───── LISTED ENTRIES

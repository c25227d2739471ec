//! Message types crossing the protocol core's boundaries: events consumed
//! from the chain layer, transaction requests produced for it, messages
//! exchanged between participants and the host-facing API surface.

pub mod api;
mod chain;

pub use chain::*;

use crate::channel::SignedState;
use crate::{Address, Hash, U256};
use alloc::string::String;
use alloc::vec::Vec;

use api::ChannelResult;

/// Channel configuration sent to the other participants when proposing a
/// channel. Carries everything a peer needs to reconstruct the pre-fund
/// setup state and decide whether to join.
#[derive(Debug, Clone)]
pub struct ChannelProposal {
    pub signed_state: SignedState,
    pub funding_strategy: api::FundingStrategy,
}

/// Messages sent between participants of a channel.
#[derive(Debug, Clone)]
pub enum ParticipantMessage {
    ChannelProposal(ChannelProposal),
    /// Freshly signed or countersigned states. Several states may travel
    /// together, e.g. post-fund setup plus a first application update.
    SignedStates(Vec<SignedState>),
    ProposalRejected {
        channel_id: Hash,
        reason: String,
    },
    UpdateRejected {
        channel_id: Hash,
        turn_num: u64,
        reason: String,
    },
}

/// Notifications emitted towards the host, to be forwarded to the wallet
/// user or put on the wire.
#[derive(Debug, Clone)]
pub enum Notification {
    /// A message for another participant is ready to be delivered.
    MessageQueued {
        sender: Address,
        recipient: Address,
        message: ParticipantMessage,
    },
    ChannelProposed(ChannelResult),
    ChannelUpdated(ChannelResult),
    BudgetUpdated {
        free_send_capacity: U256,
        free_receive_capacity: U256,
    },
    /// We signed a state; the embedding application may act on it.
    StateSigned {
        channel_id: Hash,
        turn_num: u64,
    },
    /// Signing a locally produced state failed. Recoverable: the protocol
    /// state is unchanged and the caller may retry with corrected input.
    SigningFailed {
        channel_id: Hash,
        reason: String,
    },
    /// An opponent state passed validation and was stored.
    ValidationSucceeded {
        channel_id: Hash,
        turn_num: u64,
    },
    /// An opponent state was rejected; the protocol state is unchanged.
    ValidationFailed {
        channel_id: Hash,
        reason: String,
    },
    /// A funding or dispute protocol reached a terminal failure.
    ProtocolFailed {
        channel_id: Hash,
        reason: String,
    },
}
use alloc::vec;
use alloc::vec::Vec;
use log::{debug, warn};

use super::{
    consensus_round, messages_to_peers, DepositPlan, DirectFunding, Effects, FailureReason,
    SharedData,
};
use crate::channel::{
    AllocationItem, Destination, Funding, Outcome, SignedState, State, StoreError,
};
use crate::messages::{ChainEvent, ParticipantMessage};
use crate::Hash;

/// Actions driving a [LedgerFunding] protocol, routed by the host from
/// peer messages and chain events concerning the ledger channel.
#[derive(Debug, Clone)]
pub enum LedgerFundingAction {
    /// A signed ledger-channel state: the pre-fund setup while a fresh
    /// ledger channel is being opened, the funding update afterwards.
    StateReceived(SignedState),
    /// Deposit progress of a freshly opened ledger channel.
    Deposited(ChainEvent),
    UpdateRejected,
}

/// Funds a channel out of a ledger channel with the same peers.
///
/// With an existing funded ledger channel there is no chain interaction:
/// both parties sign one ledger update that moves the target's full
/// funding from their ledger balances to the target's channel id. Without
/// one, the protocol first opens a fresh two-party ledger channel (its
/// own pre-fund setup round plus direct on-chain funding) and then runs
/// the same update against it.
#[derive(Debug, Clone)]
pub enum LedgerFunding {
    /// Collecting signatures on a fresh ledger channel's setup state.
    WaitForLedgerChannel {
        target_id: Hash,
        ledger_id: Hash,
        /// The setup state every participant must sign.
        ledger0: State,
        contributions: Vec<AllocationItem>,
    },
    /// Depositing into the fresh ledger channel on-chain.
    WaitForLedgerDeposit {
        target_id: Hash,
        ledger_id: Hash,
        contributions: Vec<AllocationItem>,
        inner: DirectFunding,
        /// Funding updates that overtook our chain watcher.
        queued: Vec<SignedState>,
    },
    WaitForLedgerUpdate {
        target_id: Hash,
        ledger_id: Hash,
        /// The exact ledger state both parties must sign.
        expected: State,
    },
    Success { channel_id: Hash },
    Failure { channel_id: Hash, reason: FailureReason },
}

──────────

GOAL OF THE EXERCISE >> All lines of the records above that carry the word "ChannelProposal" should be listed.

SOLUTION >>
pub struct ChannelProposal {
    ChannelProposal(ChannelProposal),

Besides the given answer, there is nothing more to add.